Toutefois, si le BTC est désormais assimilé à une monnaie, il pourrait en partie répondre aux dispositions de l’article 38 alinéa 4 de ce même CGI selon Jean-Michel Mis. Cet article traite des questions relatives aux devises en matière de bénéfices industriels et commerciaux (BIC). Pour Dominique Laurant, cela va même plus loin et l’avocat distingue les professionnels des particuliers.
Pour les professionnels, astreints à la tenue d’une comptabilité, le BTC devrait dans ce cas être considéré comme une devise étrangère. La conséquence directe est que les variations ne seraient plus des plus-values ou moins-values, mais des gains ou pertes de change.

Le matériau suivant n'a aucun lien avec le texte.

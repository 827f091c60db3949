//! Structured-object notation (JSON) output.

use std::collections::BTreeMap;

use serde::Serialize;
use serde_json::ser::PrettyFormatter;

use crate::error::SerializeResult;
use crate::models::Record;

const INDENT: &[u8] = b"    ";

/// Render records as a pretty-printed JSON array.
///
/// Keys are sorted within each object, indentation is four spaces and
/// non-ASCII text is written as-is. The same input always yields the same
/// bytes.
pub fn to_json(records: &[Record]) -> SerializeResult<Vec<u8>> {
    let objects: Vec<BTreeMap<&str, &str>> = records.iter().map(|r| r.iter().collect()).collect();

    let mut out = Vec::new();
    let mut serializer =
        serde_json::Serializer::with_formatter(&mut out, PrettyFormatter::with_indent(INDENT));
    objects.serialize(&mut serializer)?;
    Ok(out)
}

/// Read back a JSON array of string-valued objects.
pub fn from_json(bytes: &[u8]) -> SerializeResult<Vec<Record>> {
    Ok(serde_json::from_slice(bytes)?)
}
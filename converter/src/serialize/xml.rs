//! Markup (XML) output.
//!
//! [`list_to_xml`] builds a flat document in which every node is written as
//! `<key> content </key>`, with exactly one space either side of the
//! content. Existing consumers rely on that spacing, so it stays.
//! [`indent`] is a separate pass that lays any well-formed document out one
//! element per line.

use quick_xml::escape::partial_escape;
use quick_xml::events::{BytesText, Event};
use quick_xml::{Reader, Writer};

use crate::error::{SerializeError, SerializeResult};
use crate::models::Record;

/// First line of every document.
pub const XML_DECLARATION: &str = r#"<?xml version="1.0" encoding="UTF-8"?>"#;

pub const DEFAULT_ROOT_NAME: &str = "root";
pub const DEFAULT_ITEM_NAME: &str = "element";

fn push_node(out: &mut String, key: &str, content: &str) {
    out.push('<');
    out.push_str(key);
    out.push_str("> ");
    out.push_str(content);
    out.push_str(" </");
    out.push_str(key);
    out.push('>');
}

/// One record wrapped in an `item_name` element, fields in insertion order.
pub fn record_to_xml(record: &Record, item_name: &str) -> String {
    let mut fields = String::new();
    for (key, value) in record.iter() {
        push_node(&mut fields, key, &partial_escape(value));
    }

    let mut out = String::new();
    push_node(&mut out, item_name, &fields);
    out
}

/// Render records as a flat XML document.
///
/// # Example
/// ```
/// use converter::models::Record;
/// use converter::serialize::xml::list_to_xml;
///
/// let record: Record = [("name", "test"), ("stars", "2")].into_iter().collect();
/// let xml = list_to_xml(&[record], "root", "element");
///
/// assert_eq!(
///     xml,
///     "<?xml version=\"1.0\" encoding=\"UTF-8\"?>\n\
///      <root> <element> <name> test </name><stars> 2 </stars> </element> </root>"
/// );
/// ```
pub fn list_to_xml(records: &[Record], root_name: &str, item_name: &str) -> String {
    let items: String = records.iter().map(|r| record_to_xml(r, item_name)).collect();

    let mut out = String::with_capacity(XML_DECLARATION.len() + items.len() + 64);
    out.push_str(XML_DECLARATION);
    out.push('\n');
    push_node(&mut out, root_name, &items);
    out
}

fn xml_error(position: u64, err: impl std::fmt::Display) -> SerializeError {
    SerializeError::Xml {
        position,
        message: err.to_string(),
    }
}

/// Pretty-indent an XML document.
///
/// Elements go on their own lines, nested `width` spaces deeper than their
/// parent. Whitespace-only text between tags is dropped, except inside an
/// element that has no children (`<phone>  </phone>` stays as is). Any
/// other text stays inline with its element, byte for byte. Tag names are
/// re-emitted as read, without checking that end tags match.
pub fn indent(xml: &str, width: usize) -> SerializeResult<String> {
    let mut reader = Reader::from_str(xml);
    reader.config_mut().check_end_names = false;
    let mut writer = Writer::new_with_indent(Vec::new(), b' ', width);

    // whitespace read right after a start tag, kept until we know whether
    // the element closes or opens a child
    let mut pending: Option<BytesText<'_>> = None;
    let mut after_start = false;

    loop {
        let event = reader
            .read_event()
            .map_err(|e| xml_error(reader.buffer_position() as u64, e))?;

        let event = match event {
            Event::Eof => break,
            Event::Text(text) if text.iter().all(u8::is_ascii_whitespace) => {
                if after_start {
                    pending = Some(text);
                }
                after_start = false;
                continue;
            }
            Event::End(end) => {
                if let Some(text) = pending.take() {
                    writer
                        .write_event(Event::Text(text))
                        .map_err(|e| xml_error(reader.buffer_position() as u64, e))?;
                }
                Event::End(end)
            }
            event => {
                pending = None;
                event
            }
        };

        after_start = matches!(event, Event::Start(_));
        writer
            .write_event(event)
            .map_err(|e| xml_error(reader.buffer_position() as u64, e))?;
    }

    Ok(String::from_utf8(writer.into_inner())?)
}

L’inconnue demeurerait pour le transfert des bitcoins du compte d’actifs numériques vers le compte devises étrangères, qui pourrait lui-même engendrer une plus-value imposable.
Et les particuliers ?
Concernant les particuliers, c’est un peu plus complexe. En effet, l’article 38 du CGI s’adresse avant tout à des professionnels. D’ailleurs, Dominique Laurant ne cite pas cet article dans son argumentaire.

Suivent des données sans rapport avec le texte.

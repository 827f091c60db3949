//! The record store: load, sort and emit one record set.
//!
//! Every failure here is reported through the [`Diagnostics`] sink passed
//! to each operation and then absorbed:
//!
//! | condition                      | level   | outcome                 |
//! |--------------------------------|---------|-------------------------|
//! | input file missing/unreadable  | error   | empty store             |
//! | record fails validation        | info    | record excluded         |
//! | sort key missing on a record   | error   | order unchanged         |
//! | extension/format mismatch      | error   | nothing written         |
//! | unsupported output extension   | error   | nothing written         |
//!
//! # Example
//!
//! ```
//! use converter::logs::{LogLevel, MemorySink};
//! use converter::models::Record;
//! use converter::store::RecordStore;
//!
//! let sink = MemorySink::new();
//! let rows: Vec<Record> = vec![
//!     [("name", "b"), ("stars", "3"), ("uri", "http://b.com")].into_iter().collect(),
//!     [("name", "a"), ("stars", "9"), ("uri", "http://a.com")].into_iter().collect(),
//! ];
//!
//! let mut store = RecordStore::from_records(rows, &sink);
//! assert_eq!(store.len(), 1);
//! assert_eq!(sink.messages(LogLevel::Info).len(), 1);
//!
//! store.sort_by("missing", &sink);
//! assert!(sink.has_errors());
//! ```

use std::fs;
use std::path::{Path, PathBuf};

use crate::config::ConvertOptions;
use crate::logs::{Diagnostics, LogEntry};
use crate::models::Record;
use crate::parser::parse_csv_file;
use crate::serialize::OutputTarget;
use crate::validation::validate;

/// What [`RecordStore::emit`] did.
#[derive(Debug, Clone, PartialEq, Eq)]
pub enum EmitOutcome {
    /// Output was written to this path.
    Written(PathBuf),
    /// Nothing was written; the reason went to the diagnostics sink.
    Skipped,
}

impl EmitOutcome {
    pub fn is_written(&self) -> bool {
        matches!(self, Self::Written(_))
    }
}

/// Validated records of one conversion run.
#[derive(Debug, Clone, Default)]
pub struct RecordStore {
    records: Vec<Record>,
    rejected: usize,
}

impl RecordStore {
    /// Read a delimited file and keep the rows that pass validation.
    ///
    /// A missing or unreadable file is reported as an error and yields an
    /// empty store.
    pub fn load(path: &Path, delimiter: char, diagnostics: &dyn Diagnostics) -> Self {
        match parse_csv_file(path, delimiter) {
            Ok(rows) => Self::from_records(rows, diagnostics),
            Err(e) => {
                diagnostics.report(LogEntry::error(e.to_string()));
                Self::default()
            }
        }
    }

    /// Keep the rows that pass validation, in their original order.
    pub fn from_records(rows: Vec<Record>, diagnostics: &dyn Diagnostics) -> Self {
        let mut store = Self::default();

        for row in rows {
            match validate(&row) {
                Ok(()) => store.records.push(row),
                Err(reason) => {
                    store.rejected += 1;
                    diagnostics.report(LogEntry::info(format!(
                        "{} with {}",
                        row.display_name(),
                        reason
                    )));
                }
            }
        }

        store
    }

    pub fn records(&self) -> &[Record] {
        &self.records
    }

    pub fn len(&self) -> usize {
        self.records.len()
    }

    pub fn is_empty(&self) -> bool {
        self.records.is_empty()
    }

    /// Number of rows excluded by validation.
    pub fn rejected(&self) -> usize {
        self.rejected
    }

    /// Stable ascending sort by the string value of `key`.
    ///
    /// If any record lacks `key` the order is left untouched and an error
    /// is reported.
    pub fn sort_by(&mut self, key: &str, diagnostics: &dyn Diagnostics) {
        if self.records.iter().any(|r| !r.contains(key)) {
            diagnostics.report(LogEntry::error(format!("{key} is not a valid key")));
            return;
        }

        self.records.sort_by(|a, b| a.get(key).cmp(&b.get(key)));
    }

    /// Serialize the records to `target`.
    ///
    /// Writes nothing when the target's extension disagrees with its format
    /// or when rendering/writing fails.
    pub fn emit(
        &self,
        target: &OutputTarget,
        options: &ConvertOptions,
        diagnostics: &dyn Diagnostics,
    ) -> EmitOutcome {
        if !target.is_consistent() {
            diagnostics.report(LogEntry::error(format!(
                "invalid output file type {}, please specify a {} output file",
                target.path.display(),
                target.format
            )));
            return EmitOutcome::Skipped;
        }

        let bytes = match target.format.render(&self.records, options) {
            Ok(bytes) => bytes,
            Err(e) => {
                diagnostics.report(LogEntry::error(format!(
                    "failed to render {}: {e}",
                    target.path.display()
                )));
                return EmitOutcome::Skipped;
            }
        };

        if let Err(e) = fs::write(&target.path, bytes) {
            diagnostics.report(LogEntry::error(format!(
                "failed to write {}: {e}",
                target.path.display()
            )));
            return EmitOutcome::Skipped;
        }

        diagnostics.report(LogEntry::success(format!(
            "{} created successfully",
            target.path.display()
        )));
        EmitOutcome::Written(target.path.clone())
    }

    /// Pick the format from `path`'s extension, then [`Self::emit`].
    pub fn emit_to(
        &self,
        path: &Path,
        options: &ConvertOptions,
        diagnostics: &dyn Diagnostics,
    ) -> EmitOutcome {
        match OutputTarget::from_path(path) {
            Some(target) => self.emit(&target, options, diagnostics),
            None => {
                diagnostics.report(LogEntry::error(format!(
                    "file type conversion not supported: {}",
                    path.display()
                )));
                EmitOutcome::Skipped
            }
        }
    }
}
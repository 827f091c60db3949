//! Delimited text reader.
//!
//! The first row names the fields; every following row becomes a
//! [`Record`] whose fields keep the header's column order. No validation
//! happens here.

use std::fs::File;
use std::io::{ErrorKind, Read};
use std::path::Path;

use crate::error::{CsvError, CsvResult};
use crate::models::Record;

/// Default field delimiter.
pub const DEFAULT_DELIMITER: char = ',';

fn delimiter_byte(delimiter: char) -> CsvResult<u8> {
    if delimiter.is_ascii() {
        Ok(delimiter as u8)
    } else {
        Err(CsvError::InvalidDelimiter(delimiter))
    }
}

fn parse_error(err: csv::Error) -> CsvError {
    let line = err.position().map(|p| p.line()).unwrap_or(0);
    CsvError::Parse {
        line,
        message: err.to_string(),
    }
}

/// Parse delimited data from a string.
///
/// # Example
/// ```
/// use converter::parser::csv_to_records;
///
/// let rows = csv_to_records("name;stars\nAlice;3\nBob;5", ';').unwrap();
///
/// assert_eq!(rows.len(), 2);
/// assert_eq!(rows[0].get("name"), Some("Alice"));
/// assert_eq!(rows[1].get("stars"), Some("5"));
/// ```
pub fn csv_to_records(csv: &str, delimiter: char) -> CsvResult<Vec<Record>> {
    parse_csv(csv.as_bytes(), delimiter)
}

/// Parse delimited data from a reader.
///
/// Short rows get `""` for their missing trailing fields, extra fields past
/// the header are dropped, blank lines are skipped.
pub fn parse_csv<R: Read>(reader: R, delimiter: char) -> CsvResult<Vec<Record>> {
    let mut reader = csv::ReaderBuilder::new()
        .delimiter(delimiter_byte(delimiter)?)
        .has_headers(true)
        .flexible(true)
        .from_reader(reader);

    let headers = reader.headers().map_err(parse_error)?.clone();

    let mut rows = Vec::new();
    for result in reader.records() {
        let row = result.map_err(parse_error)?;
        let record: Record = headers
            .iter()
            .enumerate()
            .map(|(i, header)| (header, row.get(i).unwrap_or("")))
            .collect();
        rows.push(record);
    }

    Ok(rows)
}

/// Parse a delimited file.
///
/// A missing file is reported as [`CsvError::NotFound`] so callers can tell
/// it apart from other I/O failures.
pub fn parse_csv_file(path: &Path, delimiter: char) -> CsvResult<Vec<Record>> {
    let file = File::open(path).map_err(|e| match e.kind() {
        ErrorKind::NotFound => CsvError::NotFound(path.display().to_string()),
        _ => CsvError::Io(e),
    })?;
    parse_csv(file, delimiter)
}
//! Conversion options.
//!
//! The CLI fills these from flags, environment variables and an optional
//! `.env` file; library callers can start from [`ConvertOptions::default`].

use std::path::{Component, Path, PathBuf};

use serde::{Deserialize, Serialize};

use crate::parser::DEFAULT_DELIMITER;

/// Directory bare output file names are written into.
pub const DEFAULT_OUTPUT_DIR: &str = "data";

/// Options shared by every step of a conversion run.
#[derive(Debug, Clone, PartialEq, Eq, Serialize, Deserialize)]
pub struct ConvertOptions {
    /// Field delimiter of the input file.
    pub delimiter: char,

    /// Where bare output file names are placed.
    pub output_dir: PathBuf,

    /// Name of the XML root element.
    pub root_name: String,

    /// Name of the XML element wrapping each record.
    pub item_name: String,

    /// Spaces per nesting level in XML output.
    pub indent_width: usize,
}

impl Default for ConvertOptions {
    fn default() -> Self {
        Self {
            delimiter: DEFAULT_DELIMITER,
            output_dir: PathBuf::from(DEFAULT_OUTPUT_DIR),
            root_name: "hotels".to_string(),
            item_name: "hotel".to_string(),
            indent_width: 4,
        }
    }
}

impl ConvertOptions {
    /// Place a bare file name under [`Self::output_dir`].
    ///
    /// Absolute paths and paths that already name a directory are returned
    /// unchanged.
    pub fn resolve_output_path(&self, output: &Path) -> PathBuf {
        let mut components = output.components();
        let bare = matches!(
            (components.next(), components.next()),
            (Some(Component::Normal(_)), None)
        );

        if bare {
            self.output_dir.join(output)
        } else {
            output.to_path_buf()
        }
    }
}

L’avocat émet plusieurs hypothèses selon l’action réalisée par le contribuable. Si le Bitcoin est échangé contre une monnaie ayant cours légal, le contribuable réalise un gain de change et pourrait se voir appliquer le droit commun des plus-values sur biens meubles (PVBM), soit le régime appliqué quelques mois avant l’entrée en vigueur de l’article 150 VH bis.
Par ailleurs, il conviendrait de distinguer l’échange du bitcoin contre une autre cryptomonnaie (application du régime PVBM) de l’échange en sens inverse, soit une autre cryptomonnaie vers le bitcoin (application de l’article 150 VH bis). Il y aurait en outre à potentiellement prendre en compte la durée de détention des BTC.
En résumé, tout ceci peut engendrer une insécurité juridique pour les particuliers comme le précise le député Mis. La réponse de Bruno Le Maire est désormais attendue avec impatience. Ses dernières prises de position négatives sur les cryptomonnaies pourraient-elles être sacrifiées sur l’autel de la loi ?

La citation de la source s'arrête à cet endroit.